Implications for Canadians

There are a couple of significant implications for Canadians:

  • The Sears credit card was one of the largest programs in Canada. Over 2 million accounts will now have to be converted from the Sears card to Scotia.
  • Canadians will lose one of the few programs to offer no foreign transactions fees on its credit cards (update as of Jan 5, 2016 – Scotia has confirmed it will maintain the same terms and conditions for existing cardholders it converts to the no-fee Scotia Momentum card).
  • Some competitors are now also offering no foreign transaction fees, with cash back and no fees to exploit the void left by the program’s termination. No foreign transaction fees, were one of the programs big selling points.
  • With no clear replacement partner in place, this will add even further pressure on Sears Canada’s viability.
  • It looks like Scotia should be joining Desjardins and TD in the private label credit card space, after picking up the private label portoflio AND operations of Chase Canada.
  • Raises the question of what Chase will do with its Amazon and Marriott credit card partnerships in Canada.

What it means for Sears Canada

For Sears Canada, it could spell trouble. The revenues Sears Canada derived from Chase were significant contributors to the companies earnings. Sears has not announced a partner to replace Chase – which indicates they may not have one, and most likely none have come to the table. Moreover, the fact that Scotia did not enter into a co-brand agreement with Sears, demonstrates it either didn’t have faith in Sears Canada’s management or in the retailers future, or both.

Moreover, we still don’t have an answer as to how Sears will be offering promotional rate financing to its customers. We would expect Sears to have some type of replacement strategy in place – they just haven’t announced it yet, which is odd given the magnitude of the situation.

Regardless, even if Sears Canada does end up with a new partner, we suspect the economics of the deal will be far less favourable than the revenue share deal it had with Chase, for two main reasons. First, Chase likely overpaid for its partnership with Sears Canada, in order to help Chase get into the Canadian marketplace – Sears won’t see a market-entry type deal again. Second, Sears currently presents significant risk to any new partner – given questions about the viability of its future operations.

Unfortunately, the loss of income from Chase, despite some one time payments, may only further launch Sears into a tailspin.

What it means for Chase Canada

While Sears Canada was certainly Chase’s largest credit card portfolio in the country, it still has the Amazon and Marriott credit card programs. It seams that Scotia has also acquired Chase’s call center and some of its other Canadian operations – fraud, collections, recovery.

The question is, does Chase intend to continue its partnerships with Amazon and Marriott in Canada?

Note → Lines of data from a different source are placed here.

//! Tic-tac-toe board rendering.

use ratatui::{
    Frame,
    layout::{Alignment, Constraint, Direction, Layout, Rect},
    style::{Color, Modifier, Style},
    widgets::Paragraph,
};
use tictac_core::{Board, Cell, Player, Position, WinResult};

/// Width of the drawn board in columns.
pub const BOARD_WIDTH: u16 = 41;
/// Height of the drawn board in rows.
pub const BOARD_HEIGHT: u16 = 11;

/// Renders the board, highlighting the cursor and any winning line.
pub fn render_board(f: &mut Frame, area: Rect, board: &Board, cursor: Position, win: &WinResult) {
    let board_area = center_rect(area, BOARD_WIDTH, BOARD_HEIGHT);
    let rows = Layout::default()
        .direction(Direction::Vertical)
        .constraints([
            Constraint::Length(3),
            Constraint::Length(1),
            Constraint::Length(3),
            Constraint::Length(1),
            Constraint::Length(3),
        ])
        .split(board_area);

    for row in 0..3 {
        render_row(f, rows[row * 2], board, cursor, win, row * 3);
        if row < 2 {
            render_separator(f, rows[row * 2 + 1]);
        }
    }
}

fn render_row(
    f: &mut Frame,
    area: Rect,
    board: &Board,
    cursor: Position,
    win: &WinResult,
    start: usize,
) {
    let cols = Layout::default()
        .direction(Direction::Horizontal)
        .constraints([
            Constraint::Length(13),
            Constraint::Length(1),
            Constraint::Length(13),
            Constraint::Length(1),
            Constraint::Length(13),
        ])
        .split(area);

    for col in 0..3 {
        render_cell(f, cols[col * 2], board, cursor, win, start + col);
        if col < 2 {
            render_vertical_sep(f, cols[col * 2 + 1]);
        }
    }
}

fn render_cell(
    f: &mut Frame,
    area: Rect,
    board: &Board,
    cursor: Position,
    win: &WinResult,
    index: usize,
) {
    let cell = board.get(index).unwrap_or_default();
    let (text, base_style) = match cell {
        Cell::Empty => (
            format!("{}", index + 1),
            Style::default().fg(Color::DarkGray),
        ),
        Cell::Occupied(Player::X) => (
            "X".to_string(),
            Style::default().fg(Color::Blue).add_modifier(Modifier::BOLD),
        ),
        Cell::Occupied(Player::O) => (
            "O".to_string(),
            Style::default().fg(Color::Red).add_modifier(Modifier::BOLD),
        ),
    };

    let style = if win.line().is_some_and(|line| line.contains(index)) {
        base_style.bg(Color::Green).fg(Color::Black)
    } else if cursor.to_index() == index {
        base_style.bg(Color::White).fg(Color::Black)
    } else {
        base_style
    };

    // Pad to three lines so the highlight fills the cell and the mark sits in the middle.
    let paragraph = Paragraph::new(format!("\n{}\n", text))
        .style(style)
        .alignment(Alignment::Center);
    f.render_widget(paragraph, area);
}

fn render_separator(f: &mut Frame, area: Rect) {
    let sep = Paragraph::new("─".repeat(area.width as usize))
        .style(Style::default().fg(Color::DarkGray));
    f.render_widget(sep, area);
}

fn render_vertical_sep(f: &mut Frame, area: Rect) {
    let sep = Paragraph::new("│\n│\n│")
        .style(Style::default().fg(Color::DarkGray))
        .alignment(Alignment::Center);
    f.render_widget(sep, area);
}

/// Centres a `width` x `height` rectangle inside `area`.
pub fn center_rect(area: Rect, width: u16, height: u16) -> Rect {
    let horizontal = Layout::default()
        .direction(Direction::Horizontal)
        .constraints([
            Constraint::Length((area.width.saturating_sub(width)) / 2),
            Constraint::Length(width),
            Constraint::Length((area.width.saturating_sub(width)) / 2),
        ])
        .split(area);
    Layout::default()
        .direction(Direction::Vertical)
        .constraints([
            Constraint::Length((area.height.saturating_sub(height)) / 2),
            Constraint::Length(height),
            Constraint::Length((area.height.saturating_sub(height)) / 2),
        ])
        .split(horizontal[1])[1]
}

What it means for Sears cardholders

Unfortunately Sears MasterCard and private label cardholders will have to go through a conversion to a Scotia credit card. Scotia will be converting Sears MasterCard to the no-fee Scotia Momentum Cash Back card. It offers 1% cash back on gas, grocery, drugstore and recurring payments, and .5% everywhere else. Scotia has confirmed it will not charge a foreign transaction fee on converted accounts.

Presumably, Sears cardholders took out a Sears card because of the Sears points or some type of promotional financing. Would they use a Scotia cash back card, travel card, Scene card? Or will they close accounts in droves, with Scotia facing mass attrition.

For Sears cardholders looking to transfer their high interest credit card balances, there are plenty of options to reduce their interest rates and we’d expect the Canadian balance transfer marketplace to heat up.

With respect to the conversion itself, there is always risk of execution. When converting accounts, Scotia will have to do so while properly attributing balances, payments, etc… Recent conversions in Canada have not always been flawless, especially when going from one processing platform to another as is the case here.